Aug 28, 2017

Declining Labor Force Participation Not Caused By Social Security Disability Benefits

     From Kathy Ruffing at the Center for Budget and Policy Priorities:
Labor-force participation — the share of adults 16 and older who are working or looking for work — peaked at just over 67 percent in 1996-2000 and has fallen since then. Some analysts observe that the number of Social Security Disability Insurance (SSDI) beneficiaries grew steeply after 2000, and assume the two trends are related. But evidence for that connection is weak. ...

Rising SSDI receipt and falling labor-force participation aren’t affecting the same age groups. SSDI receipt has grown modestly among older people, especially older women (see graph) — but so has their labor-force participation, as older workers postpone retirement. The drop in labor-market activity is concentrated at younger ages, particularly men, where SSDI receipt has not risen.
      I'd call that chart a definitive answer to the question.

6 comments:

Anonymous said...

One thing I noticed, when I was a kid I worked at grocery stores...McDonalds...restaurants. ..Now you go through the Wendy's or McDonald's drive thru and it's an older man or woman where that used to be a teenager or the bagger at the grocer sometimes is that high school or college kid but for the most part some older adult with kids and rent to pay....I thought these jobs were for high school or college kids...now somebody is running a household off this job as oppose to getting thru college....Maybe it's just a California thing?

Anonymous said...

@ 7:22

it's because jobs requiring less education (that pay better than fast food) have dried up over the decades. Get out of that mindset that low wage work is/should only be for teenagers. Our capitalist economy relies on most people having low wages. BLS says HALF of all jobs pay less than $18 an hour, or $37,000 a year. 40% pay less than $15.50 an hour. 15 million workers (or about 7% of the 15-64 population) make minimum wage. This is obviously way too many jobs to be reserved only for kids--a whole bunch of real adults trying to make a life work these tens of millions of jobs.

There are always going to be a lot of low wage earners in this system, and there are way too many of these low wage jobs to be reserved for teens and part-time folks who aren't trying to support families. Our whole system NEEDS all these folks trudging away making no money producing the wealth that so few of us enjoy.

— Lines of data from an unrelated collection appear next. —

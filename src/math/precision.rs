//! Tolerance primitives every geometric predicate is built on.

use super::Real;

/// Returns `true` if `a` can be considered zero.
///
/// The threshold is `ZERO_PRECISION_FACTOR * precision`, which is stricter than
/// the relative test done by [`compare`]. NaN never passes.
#[must_use]
pub fn is_zero<T: Real>(a: T, precision: T) -> bool {
    a.abs() <= T::ZERO_PRECISION_FACTOR * precision
}

/// Compares two values for equality relative to the smaller magnitude.
///
/// - NaN on either side is never equal, not even to itself.
/// - An exact zero on one side falls back to [`is_zero`] on the other.
/// - Otherwise `|a - b| <= precision * min(|a|, |b|)`.
#[must_use]
#[allow(clippy::float_cmp)]
pub fn compare<T: Real>(a: T, b: T, precision: T) -> bool {
    if Real::is_nan(a) || Real::is_nan(b) {
        return false;
    }
    let zero = nalgebra::zero::<T>();
    if a == zero {
        return is_zero(b, precision);
    }
    if b == zero {
        return is_zero(a, precision);
    }
    (a - b).abs() <= a.abs().min(b.abs()) * precision
}

/// Returns `true` if `residual` is rounding noise next to `scale`.
///
/// Use this instead of [`compare`] when both sides of an equation were
/// computed and their true difference is zero: the values themselves may be
/// noise around zero, so only the magnitude of the inputs they were derived
/// from (`scale`) gives a meaningful tolerance. NaN never passes.
#[must_use]
pub fn is_negligible<T: Real>(residual: T, scale: T, precision: T) -> bool {
    residual.abs() <= scale.abs() * precision
}

#[cfg(test)]
mod tests {
    use super::*;

    // ── is_zero ──

    #[test]
    fn zero_threshold_is_scaled() {
        assert!(is_zero(0.0_f64, 1e-5));
        assert!(is_zero(1e-7_f64, 1e-5));
        assert!(is_zero(-1e-7_f64, 1e-5));
        assert!(!is_zero(1e-6_f64, 1e-5));
    }

    #[test]
    fn nan_is_not_zero() {
        assert!(!is_zero(f64::NAN, 1.0));
        assert!(!is_zero(f32::NAN, 1.0));
    }

    // ── compare ──

    #[test]
    fn relative_tolerance_uses_smaller_magnitude() {
        assert!(compare(1000.0_f64, 1000.0 + 1e-6, 1e-8));
        assert!(!compare(1000.0_f64, 1000.1, 1e-8));
        assert!(compare(1.0_f32, 1.000_001, f32::PRECISION));
        assert!(!compare(1.0_f32, 1.001, f32::PRECISION));
    }

    #[test]
    fn exact_zero_delegates_to_is_zero() {
        assert!(compare(0.0_f64, 1e-11, 1e-8));
        assert!(compare(1e-11_f64, 0.0, 1e-8));
        assert!(!compare(0.0_f64, 1e-9, 1e-8));
    }

    #[test]
    fn opposite_signs_are_not_equal() {
        assert!(!compare(1.0_f64, -1.0, 1e-8));
    }

    #[test]
    fn nan_never_compares_equal() {
        for x in [0.0_f64, 1.0, -3.5, f64::INFINITY, f64::NAN] {
            assert!(!compare(f64::NAN, x, f64::PRECISION), "NaN == {x}");
            assert!(!compare(x, f64::NAN, f64::PRECISION), "{x} == NaN");
        }
    }

    // ── is_negligible ──

    #[test]
    fn noise_around_zero_is_negligible() {
        // both sides noise: compare rejects, the scaled residual accepts
        let (a, b) = (1e-15_f64, -2e-15_f64);
        assert!(!compare(a, b, f64::PRECISION));
        assert!(is_negligible(a - b, 20.0, f64::PRECISION));
    }

    #[test]
    fn residual_is_measured_against_scale() {
        assert!(is_negligible(1e-7_f64, 100.0, 1e-8));
        assert!(!is_negligible(1e-5_f64, 100.0, 1e-8));
        assert!(is_negligible(0.0_f64, 0.0, 1e-8));
        assert!(!is_negligible(1e-30_f64, 0.0, 1e-8));
        assert!(!is_negligible(f64::NAN, 1.0, 1e-8));
    }
}
use thiserror::Error;

use crate::geometry::Degeneracy;

/// Top-level error type for the numgeom kernel.
#[derive(Debug, Error)]
pub enum NumgeomError {
    #[error(transparent)]
    Geometry(#[from] GeometryError),

    #[error(transparent)]
    Parse(#[from] ParseError),
}

/// Errors related to geometric computations.
#[derive(Debug, Clone, Copy, PartialEq, Eq, Error)]
pub enum GeometryError {
    #[error("degenerate geometry: {0}")]
    Degenerate(Degeneracy),
}

/// Errors produced while reading the text encoding of a primitive.
#[derive(Debug, Clone, PartialEq, Eq, Error)]
pub enum ParseError {
    #[error("missing separator `{0}`")]
    MissingSeparator(&'static str),

    #[error("invalid number `{0}`")]
    InvalidNumber(String),

    #[error("expected {expected} components, found {found}")]
    ComponentCount { expected: usize, found: usize },
}

/// Convenience type alias for results using [`NumgeomError`].
pub type Result<T> = std::result::Result<T, NumgeomError>;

So please, disabuse yourself of the notion that only kids or part-time seeking folks can/should work low wage jobs and that only losers or whatever would fill that type of role. These jobs are the fragile backbone of our disgusting economic system.

Anonymous said...

"I thought these jobs were for high school or college kids...now somebody is running a household off this job as oppose to getting thru college"

I thought that a college education was required to be a retail clerk or fast food worker these days.

Anonymous said...

Automation and outside manufacture the major culprits....rapid foreign population another. People once thought automation would be a good thing along with wiring the population to 24/7 info wherever they go so they can now be influenced in every imaginable way.

Anonymous said...

So where is the high school kid that wants a job to buy their first car or to buy their cap and gown or the college kid that needs food money or to pay for books going to work since some grown man or woman took their McDonald's or bagging job at the local grocer supposed to work at?

Anonymous said...

@ 4:56

there are more than enough crap wage jobs to go around. I have read where high schoolers are finding it harder to get work; just goes to show how many adults trying to raise families, etc. are stuck with such low paying work. A lot of that has to do with there just being fewer good paying jobs. On the whole, our adult population is more educated than it's ever been, so I really struggle to see the whole "skill shortage" thing. Yeah, there's a skill shortage in a few industries. But like those folks love to point out (always calling it Econ 101), I bet if they offered more pay they'd find more suitable candidates.